A la suite des artichauts, des productions de concombres ou de céleris, qui ont déjà fait leurs preuves dans la serre solaire à damier, pourraient être installés. Quelle soit l’espèce, le prochain cycle de production s’opérera sous la chaleur estivale. Pour Anne-Lise Salomé, tout l’enjeu va consister à scruter et à quantifier l’effet de l’ombrage sur la physiologie de la culture et sur son rendement. « Il faut que l’ombrage produise un effet et rende un service », avance-t-elle. L’entreprise, qui pilote une vingtaine de sites agrivoltaïques sur un (large) croissant méditerranéen, et qui a documenté le sujet, n’a guère de doutes. Pas plus que Pierre Batlle, qui a fait déjà confiance à Sun’Agri en implantant en 2022, sur 2,3ha (+0,4ha de zone témoin), un verger de poiriers sous des ombrières dynamiques.

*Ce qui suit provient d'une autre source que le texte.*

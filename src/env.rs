fn get_int_env_with_default(name: &str, default: u64) -> u64 {
    match std::env::var(name) {
        Ok(value) => value.parse::<u64>().unwrap_or(default),
        Err(_) => default,
    }
}

pub fn get_database_url() -> String {
    std::env::var("DATABASE_URL").unwrap_or_else(|_| "sentence_lab.db".to_string())
}

pub fn get_database_pool_size() -> u32 {
    get_int_env_with_default("DATABASE_POOL_SIZE", 8).clamp(1, u32::MAX as u64) as u32
}

pub fn get_default_page_size() -> i64 {
    get_int_env_with_default("DEFAULT_PAGE_SIZE", 20).min(i64::MAX as u64) as i64
}

pub fn get_maximum_page_size() -> i64 {
    get_int_env_with_default("MAXIMUM_PAGE_SIZE", 200).min(i64::MAX as u64) as i64
}
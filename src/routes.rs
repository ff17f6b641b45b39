pub mod catcher;
pub mod generate;
pub mod generated_sentences;
pub mod root;
pub mod taggings;
pub mod tags;
pub mod templates;
pub mod vocabulary;
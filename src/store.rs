use crate::models::generated_sentence::{GeneratedSentence, NewGeneratedSentence, SlotFilling};
use crate::models::sentence_template::SentenceTemplate;
use crate::models::tag::Tag;
use crate::models::tag_vocab_mapping::TagVocabMapping;
use crate::models::template_slot::TemplateSlot;
use crate::models::vocabulary::{Vocabulary, VocabularyCriteria};
use diesel::result::Error;
use diesel::SqliteConnection;

pub trait GenerationStore {
    fn tag_exists(&mut self, tag_id: i32) -> Result<bool, Error>;

    fn active_templates_for_tag(&mut self, tag_id: i32) -> Result<Vec<SentenceTemplate>, Error>;

    fn slots_for_template(&mut self, template_id: i32) -> Result<Vec<TemplateSlot>, Error>;

    fn mappings_for_tag(&mut self, tag_id: i32) -> Result<Vec<TagVocabMapping>, Error>;

    fn matching_vocabulary(&mut self, criteria: &VocabularyCriteria) -> Result<Vec<Vocabulary>, Error>;

    /// Persists the sentence and all of its slot fillings, or nothing.
    fn record_generation(
        &mut self,
        sentence: &NewGeneratedSentence,
        fillings: &[SlotFilling],
    ) -> Result<i32, Error>;
}

impl GenerationStore for SqliteConnection {
    fn tag_exists(&mut self, tag_id: i32) -> Result<bool, Error> {
        Ok(Tag::find(self, tag_id)?.is_some())
    }

    fn active_templates_for_tag(&mut self, tag_id: i32) -> Result<Vec<SentenceTemplate>, Error> {
        SentenceTemplate::active_for_tag(self, tag_id)
    }

    fn slots_for_template(&mut self, template_id: i32) -> Result<Vec<TemplateSlot>, Error> {
        TemplateSlot::for_template(self, template_id)
    }

    fn mappings_for_tag(&mut self, tag_id: i32) -> Result<Vec<TagVocabMapping>, Error> {
        TagVocabMapping::for_tag(self, tag_id)
    }

    fn matching_vocabulary(&mut self, criteria: &VocabularyCriteria) -> Result<Vec<Vocabulary>, Error> {
        Vocabulary::matching(self, criteria)
    }

    fn record_generation(
        &mut self,
        sentence: &NewGeneratedSentence,
        fillings: &[SlotFilling],
    ) -> Result<i32, Error> {
        GeneratedSentence::record(self, sentence, fillings)
    }
}
use crate::database::DbConnection;
use crate::models::vocabulary::{NewVocabulary, Vocabulary, VocabularyFilter};
use crate::payloads::{page_bounds, BulkDeleteRequest, Created, DeleteSummary, ImportRequest, ImportSummary, Page};
use crate::field_validator::validate;
use crate::responses::{ErrorResponse, ResponseResult, SuccessResponse};
use diesel::result::Error;
use diesel::SqliteConnection;
use rocket::serde::json::Json;

#[get("/api/vocabulary?<limit>&<offset>&<filter..>")]
pub fn list(
    limit: Option<i64>,
    offset: Option<i64>,
    filter: VocabularyFilter,
    mut database_connection: DbConnection,
) -> ResponseResult<Page<Vocabulary>> {
    let (limit, offset) = page_bounds(limit, offset);
    let (items, total) = Vocabulary::page(&mut database_connection, &filter, limit, offset)?;

    Ok(SuccessResponse::new(Page { items, total }))
}

#[post("/api/vocabulary", format = "json", data = "<vocabulary_request>")]
pub fn create(
    vocabulary_request: Json<NewVocabulary>,
    mut database_connection: DbConnection,
) -> ResponseResult<Created> {
    let new_vocabulary = vocabulary_request.into_inner();
    if !new_vocabulary.has_display_form() {
        return Err(ErrorResponse::validation(vec![
            "one of kanji, furigana, romaji or meaning is required".to_string(),
        ]));
    }

    let id = Vocabulary::add(&mut database_connection, &new_vocabulary)?;

    Ok(SuccessResponse::new(Created { id }))
}

fn import_row(connection: &mut SqliteConnection, row: NewVocabulary) -> Result<bool, Error> {
    if !row.has_display_form() {
        return Ok(false);
    }
    Vocabulary::add(connection, &row)?;

    Ok(true)
}

#[post("/api/vocabulary/import", format = "json", data = "<import_request>")]
pub fn import(
    import_request: Json<ImportRequest>,
    mut database_connection: DbConnection,
) -> ResponseResult<ImportSummary> {
    let import_data = validate(import_request)?;

    Ok(SuccessResponse::new(
        import_data.import(&mut database_connection, import_row)?,
    ))
}

#[post("/api/vocabulary/delete-bulk", format = "json", data = "<delete_request>")]
pub fn delete_bulk(
    delete_request: Json<BulkDeleteRequest>,
    mut database_connection: DbConnection,
) -> ResponseResult<DeleteSummary> {
    let delete_data = validate(delete_request)?;

    Ok(SuccessResponse::new(DeleteSummary {
        deleted: Vocabulary::delete_many(&mut database_connection, &delete_data.ids)?,
    }))
}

En 2022, Ille Roussillon et Sun’Agri ont implanté à Llupia un verger agrivoltaïque de poiriers, sur 2,7ha, dont 0,4ha de zone témoin
En 2022, Ille Roussillon et Sun’Agri ont implanté à Llupia un verger agrivoltaïque de poiriers, sur 2,7ha, dont 0,4ha de zone témoin

Dans les deux cas, la plateforme d’investissement Râcines a financé l’intégralité de l’infrastructure, hors foncier, avec l’aide de la Région Occitanie, via son Agence régionale énergie climat (AREC). Ce qui fait dire au maraicher, que « ce modèle économique est parfaitement adapté à des candidats à l’installation, pour peu qu’ils aient le bagage technique et qu’ils soient accompagnés ». Une mission à laquelle Sun’Agri compte apporter sa contribution en créant un « club des Sun’Agriculteurs ». « , poursuit Pierre Battle, avec cette serre agrivoltaïque, on a là un outil financièrement autoporté par la production d’énergie décarbonée, agronomiquement performant, sobre en intrants et qui nous permet, à nous producteurs, de nous projeter dans l’avenir ».

En 2018, la DDTM des Pyrénées-Orientales document le phénomène des serres « alibi »: sur les 280 ha d’installations répertoriées à l’époque, plus de 180 ha étaient peu ou pas productives
En 2018, la DDTM des Pyrénées-Orientales document le phénomène des serres « alibi »: sur les 280 ha d’installations répertoriées à l’époque, plus de 180 ha étaient peu ou pas productives

Et pourtant, avec ses procès en « financiarisation », en « confiscation » ou encore en « artificialisation déguisée », qui lui sont intentés ici ou là, l’agrivoltaïsme suscite du scepticisme. Il se trouve que le département des PO n’est pas exempt de critiques et a révélé au grand au jour la part d’ombre des serres « alibi ». En 2018, une enquête de la DDTM révélait que 180 des 280 hectares implantés étaient peu ou pas productifs (en légumes).  « On était démarché tous les jours », se rappelle Pierre Batlle.

Dans la famille Batlle, on produit et on vend des fruits et légumes depuis 1923 et on ne compte pas s’en laisser conter, ni par le climat, ni par les sceptiques, ni par les marchands de soleil. Le soleil, il est dans les artichauts, les salades, les concombres, les abricots, les pêches etc...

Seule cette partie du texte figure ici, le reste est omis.